In 1964 Taylor was assigned the New Jersey Episcopal Area (the Northern New Jersey [formerly the Newark] and the South Jersey annual conferences). His episcopal residence was in Princeton, New Jersey.

Taylor served on numerous Methodist, United Methodist, ecumenical and interfaith boards and agencies. For example, he served as Chairman of the Board of Directors for Religion In American Lfe. He also was a member of the General Board of the National Council of Churches.

==Firsts==
Taylor was the first Methodist bishop elected in 1956. He also became the first African American bishop in Methodist history assigned an episcopal area made up predominantly of white congregations (the New Jersey Area). This was at the beginning of the dismantling of the Central Jurisdiction in The Methodist Church (June 1964), integrating its annual conferences, churches and bishops into the five (predominantly white) jurisdictions of The Methodist Church. Taylor worked in New Jersey until his retirement in 1976.

Taylor was the first African American Methodist bishop to serve as the president of the Church's Council of Bishops (1965–66). While Bishop in Monrovia, he also led the Liberia Conference to become an autonomous Methodist denomination, a status granted in 1964.

==Honors==
In recognition of his service to Liberia, the Government twice decorated him.
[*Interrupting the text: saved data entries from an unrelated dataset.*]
//! A full DNS message: header + four sections. This is the wire format
//! stored in the cache and handed to clients — spec.md §3's "opaque
//! wire-format DNS message bytes".

use super::common::ParseError;
use super::enums::{DNSResourceClass, DNSResourceType, DnsRCode};
use super::header::DNSHeader;
use super::question::DNSQuestion;
use super::resource::DNSResource;

#[derive(Clone, Debug, Default, PartialEq, Eq)]
pub struct DNSPacket {
    pub header: DNSHeader,
    pub questions: Vec<DNSQuestion>,
    pub answers: Vec<DNSResource>,
    pub authorities: Vec<DNSResource>,
    pub resources: Vec<DNSResource>,
}

impl DNSPacket {
    pub fn query(id: u16, name: &str, qtype: DNSResourceType) -> Self {
        DNSPacket {
            header: DNSHeader {
                id,
                rd: true,
                qdcount: 1,
                ..Default::default()
            },
            questions: vec![DNSQuestion {
                labels: name.split('.').filter(|l| !l.is_empty()).map(str::to_string).collect(),
                qtype,
                qclass: DNSResourceClass::IN,
            }],
            answers: Vec::new(),
            authorities: Vec::new(),
            resources: Vec::new(),
        }
    }

    pub fn respond(id: u16, question: DNSQuestion, rcode: DnsRCode) -> Self {
        DNSPacket {
            header: DNSHeader {
                id,
                qr: true,
                rd: true,
                ra: true,
                rcode: rcode.into(),
                qdcount: 1,
                ..Default::default()
            },
            questions: vec![question],
            answers: Vec::new(),
            authorities: Vec::new(),
            resources: Vec::new(),
        }
    }

    fn sync_counts(&mut self) {
        self.header.qdcount = self.questions.len() as u16;
        self.header.ancount = self.answers.len() as u16;
        self.header.nscount = self.authorities.len() as u16;
        self.header.arcount = self.resources.len() as u16;
    }

    pub fn to_wire(&self) -> Vec<u8> {
        let mut packet = self.clone();
        packet.sync_counts();

        let mut out = Vec::new();
        packet.header.write(&mut out);
        for q in &packet.questions {
            q.write(&mut out);
        }
        for section in [&packet.answers, &packet.authorities, &packet.resources] {
            for rr in section {
                rr.write(&mut out);
            }
        }
        out
    }

    pub fn from_wire(buf: &[u8]) -> Result<Self, ParseError> {
        let (header, mut cursor) = DNSHeader::read(buf)?;

        let mut questions = Vec::with_capacity(header.qdcount as usize);
        for _ in 0..header.qdcount {
            let (q, next) = DNSQuestion::read(buf, cursor)?;
            questions.push(q);
            cursor = next;
        }

        let mut answers = Vec::with_capacity(header.ancount as usize);
        for _ in 0..header.ancount {
            let (rr, next) = DNSResource::read(buf, cursor)?;
            answers.push(rr);
            cursor = next;
        }

        let mut authorities = Vec::with_capacity(header.nscount as usize);
        for _ in 0..header.nscount {
            let (rr, next) = DNSResource::read(buf, cursor)?;
            authorities.push(rr);
            cursor = next;
        }

        let mut resources = Vec::with_capacity(header.arcount as usize);
        for _ in 0..header.arcount {
            let (rr, next) = DNSResource::read(buf, cursor)?;
            resources.push(rr);
            cursor = next;
        }

        Ok(DNSPacket {
            header,
            questions,
            answers,
            authorities,
            resources,
        })
    }

    /// Minimum TTL across answers+authorities, spec.md §4.3 point 3 — used
    /// as the cache TTL when synthesizing a response from a proof.
    pub fn min_ttl(&self, default: u32) -> u32 {
        self.answers
            .iter()
            .chain(self.authorities.iter())
            .map(|rr| rr.ttl)
            .min()
            .unwrap_or(default)
    }
}

#[cfg(test)]
mod tests {
    use super::*;
    use crate::dns::resource::RData;
    use std::net::Ipv4Addr;

    #[test]
    fn round_trips_a_full_response() {
        let mut packet = DNSPacket::query(0xBEEF, "site.hns", DNSResourceType::A);
        packet.header.qr = true;
        packet.answers.push(DNSResource {
            name: "site.hns".into(),
            rtype: DNSResourceType::A,
            rclass: DNSResourceClass::IN,
            ttl: 300,
            rdata: RData::A(Ipv4Addr::new(1, 2, 3, 4)),
        });

        let wire = packet.to_wire();
        let decoded = DNSPacket::from_wire(&wire).unwrap();
        assert_eq!(decoded.header.id, 0xBEEF);
        assert_eq!(decoded.answers.len(), 1);
        assert_eq!(decoded.min_ttl(300), 300);
    }

    #[test]
    fn corrupt_bytes_fail_to_parse() {
        let garbage = [0u8, 1, 2];
        assert!(DNSPacket::from_wire(&garbage).is_err());
    }
}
At the time he was awarded "The Venerable Knighthood of the Pioneers," he was one of only two private citizens ever to receive this highest decoration of Liberia. Taylor also received the St. George's Award Medal (in 1964) for distinguished service to The Methodist Church.

Taylor also received several honorary degrees. Rust College awarded him the Doctor of Divinity degree in 1949. Gammon Seminary did as well in 1950, as did Dickinson College (D.D., 1967). Philander Smith College awarded the LL.D. And the University of Puget Sound awarded the Litt.D.

==Other accomplishments==
During the riots in Newark, New Jersey in 1967, Taylor was appointed a member of the Commission on Civil Disorders by Governor Richard J. Hughes.

One of Taylor's last actions was to prepare an historical document which was read at the opening session of the World Methodist Council in Brighton, England, 23 August 2001.☆

==Guiding principles==
Shortly before his retirement, Bishop Taylor listed eight guiding principles which sustained him throughout his life:
- God has not given up His dominion over the world.
- Life without intrinsic values is built on a shaky foundation.
- Positions and possessions are of relative value only.
- What happens in you is far more important than what happens to you.
- Life that is not nurtured by faith withers.
- Mere adjustment to conditions and circumstances is a dangerous venture.
- There are no simple problems nor simple solutions. In every problem there is a web of relationships which must be taken into consideration.
- By the grace of God we are saved. None is so good as to earn it, none so bad as to be denied it.

==Later years==
In retirement, Taylor read each evening before going to sleep, trying never to go to sleep, "without knowing a little more than I knew the night before," he said. When he moved to Ocean City, New Jersey in 1996 he bought a new computer in order to "not allow the 21st century to move off ahead of me."

At the urging of the Methodist theologian and historian, Albert Outler, Taylor wrote The Life of My Years, an autobiographical account of three quarters of a century of Methodist history, published by Abingdon Press. Interviewed in 1997, at the age of ninety, Taylor revealed he had on his calendar appointments until the year 2001. "I try to exercise each day and do those things which contribute to longevity" he said. "Death will not catch me sitting in a corner waiting for it." Earlier in life, his hobbies included hunting. He also enjoyed the sport of volleyball.

==Death and funeral==
Prince Albert Taylor Jr died of cancer at Shore Memorial Hospital in Somers Point, New Jersey, 15 August 2001. He was ninety-four.